"You must be tired. Would you like to go to sleep?" his voice shook with tenderness, but he put a strong restraint on himself. He was bound by every code of honour to treat her to-night as he would have done any stranger confided by his sister to his care.

Barbara started slightly, and shook her head. She had been living again the last three hours of the ball. How delightful and how unexpected it had all been! She had enjoyed intensely her long talk with the French Ambassador. He also had spent his childhood, and part of his youth at St. Germains, the stately forest town where the brighter days of her parents' exile had been passed. It is well sometimes to meet with one who can say, "I too have been in Arcadia." Even Monsieur Parisot's little compliments on her good French had reminded Barbara of the sweet hypocrisies which make life in France so agreeable to the humble-minded, and especially to the very young.

Lord Bosworth had surely been the magician, for it was after his arrival that everything had changed from grey to rose-colour. It was then that James Berwick had again become to her what he always was in manner, and the uncle and nephew had vied with one another in amusing and interesting her. And then had come this delightful conclusion, the drive back in this fairy chariot!

"This is a very pretty, curious little carriage," her eyes met his frankly; "I feel like Cinderella going to, not coming back from, the ball!"

Berwick allowed himself to look his fill. The brougham was lined with some sort of white watered silk, and never would Barbara have a kinder background, or one which harmonised more exquisitely with her rather pale, dark beauty. Women were then wearing their hair cut straight across the forehead, and dressed in elaborate plaits about the nape of the neck; Barbara's short curls seemed to ally her with a more refined, a less sophisticated age,—one when innocence and archness were compatible with instinctive dignity.

And yet, such being the nature of man, Berwick would have been better pleased had she not been now so completely, so happily at her ease. He felt that between them there lay—not the drawn sword which played so strange and symbolical a part in mediæval marriage by procuration—but a sheaf of lilies. Berwick would have preferred the sword.

His had been the mood which seeks an extreme of purity in the woman beloved. Till now he had been glad to worship on his knees, and where she walked had been holy ground. But now he craved for some of the tenderness Barbara lavished on Madame Sampiero. Could she not even spare him the warmth of feeling shown by her when speaking of Grace and Andrew Johnstone? Since that last interview with Mrs. Marshall he had felt free—free as he had not felt for over a year. Was he to have no profit of his freedom?

"It is you who look tired, Mr. Berwick; I'm afraid you stayed on for my sake?"

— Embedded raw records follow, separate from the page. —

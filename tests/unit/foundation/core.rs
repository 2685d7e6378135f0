use super::*;

#[test]
fn channel_set_counts_and_orders() {
    let set = ChannelSet::from_channels(&[Channel::Alpha, Channel::Red, Channel::Blue]);
    assert_eq!(set.count(), 3);
    assert_eq!(
        set.iter().collect::<Vec<_>>(),
        vec![Channel::Red, Channel::Blue, Channel::Alpha]
    );
    assert_eq!(set.index_of(Channel::Red), Some(0));
    assert_eq!(set.index_of(Channel::Blue), Some(1));
    assert_eq!(set.index_of(Channel::Alpha), Some(2));
    assert_eq!(set.index_of(Channel::Green), None);
}

#[test]
fn channel_set_algebra() {
    assert_eq!(ChannelSet::RGB.with(Channel::Alpha), ChannelSet::RGBA);
    assert_eq!(ChannelSet::RGBA.without(Channel::Alpha), ChannelSet::RGB);
    assert_eq!(
        ChannelSet::RGB.intersection(ChannelSet::ALPHA),
        ChannelSet::NONE
    );
    assert!(ChannelSet::NONE.is_empty());
    assert_eq!(ChannelSet::RGB.union(ChannelSet::ALPHA), ChannelSet::RGBA);
}

#[test]
fn channel_set_serde_as_list() {
    let json = serde_json::to_string(&ChannelSet::RGBA).unwrap();
    assert_eq!(json, r#"["red","green","blue","alpha"]"#);
    let back: ChannelSet = serde_json::from_str(&json).unwrap();
    assert_eq!(back, ChannelSet::RGBA);
}

#[test]
fn region_union_ignores_empty() {
    let a = Region::new(0, 0, 4, 4).unwrap();
    let empty = Region::new(10, 10, 10, 10).unwrap();
    assert_eq!(a.union(empty), a);
    assert_eq!(empty.union(a), a);

    let b = Region::new(2, -3, 8, 1).unwrap();
    assert_eq!(a.union(b), Region::new(0, -3, 8, 4).unwrap());
}

#[test]
fn region_rows_are_inclusive() {
    let r = Region::with_size(16, 10);
    assert_eq!(r.rows(), Some((0, 9)));
    assert_eq!(r.pad(2, 1).rows(), Some((-1, 10)));
    assert_eq!(Region::new(0, 5, 3, 5).unwrap().rows(), None);
    assert!(Region::new(3, 0, 1, 1).is_err());
}

#[test]
fn xrange_width_and_pad() {
    let x = XRange::new(2, 6).unwrap();
    assert_eq!(x.width(), 4);
    assert!(x.contains(2));
    assert!(!x.contains(6));
    assert_eq!(x.pad(1), XRange { x: 1, r: 7 });
    assert!(XRange::new(5, 1).is_err());
}
use std::path::Path;

use crate::cache::store::CacheOpts;
use crate::foundation::error::{EngineError, EngineResult};
use crate::interest::pool::WorkerOpts;

/// Engine configuration. Every field has a default, so `{}` is a valid config file.
#[derive(Clone, Copy, Debug, Default, PartialEq, Eq, serde::Serialize, serde::Deserialize)]
#[serde(default, deny_unknown_fields)]
pub struct EngineConfig {
    /// Row cache settings.
    pub cache: CacheOpts,
    /// Worker pool settings.
    pub workers: WorkerOpts,
}

impl EngineConfig {
    pub fn from_json_str(s: &str) -> EngineResult<Self> {
        let cfg: Self =
            serde_json::from_str(s).map_err(|e| EngineError::config(format!("invalid JSON: {e}")))?;
        cfg.validate()?;
        Ok(cfg)
    }

    pub fn load(path: impl AsRef<Path>) -> EngineResult<Self> {
        let path = path.as_ref();
        let text = std::fs::read_to_string(path)
            .map_err(|e| EngineError::config(format!("read '{}': {e}", path.display())))?;
        Self::from_json_str(&text)
    }

    pub fn validate(&self) -> EngineResult<()> {
        if self.cache.budget_bytes == 0 {
            return Err(EngineError::config("cache.budget_bytes must be > 0"));
        }
        if self.workers.threads == Some(0) {
            return Err(EngineError::config("workers.threads must be >= 1 when set"));
        }
        Ok(())
    }
}

#[cfg(test)]
#[path = "../tests/unit/config.rs"]
mod tests;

Barbara was looking at him with real concern. How unlike himself he had been all that evening! Perhaps, when she had been stupidly annoyed at his supposed neglect of her, he had really been suffering. His face looked strained and thin in the bright light thrown by a cunning little arrangement of mirrors. She felt a pang of fear. How would she be able to bear it if he fell ill, away from her, in that large bare house which seemed so little his home?

It was well perhaps that Berwick could not see just then into her heart, and yet it was still an ignorant and innocent heart. The youngest girl present at the Halnakeham Castle ball could probably have taught Mrs. Rebell more than she now knew of the ways of men—almost, it might be said, of the ways of love. Her father had had the manhood crushed out of him by his great misfortune. Barbara, as child and girl, had reverenced—not the chill automaton, caring only for the English papers and a little mild play, which Richard Rebell had become in middle life,—but the attractive early image of him sedulously presented to her by her mother. She had had no brothers to bring young people to the many homes of her girlhood. Then, across her horizon, had come the baleful figure of Pedro Rebell, but at no time, after her marriage, had she made the mistake of regarding him as a normal man. No, her first real knowledge of the average Englishman had been during those weeks of convalescence, spent at the Government House of Santa Maria, when she had been slowly struggling back into a wish to live. There she had known, and had shrunk from the knowledge, that all those about her were aware of what sort of life she had been compelled to lead on her husband's plantation. Every step of Mr. Johnstone's negotiations with Pedro Rebell was followed by her new friends with intense sympathy, and when at last the planter had been half persuaded, half bribed into signing a document binding him not to molest his wife, her only longing had been to go away, and never to see any of the people connected with the island again.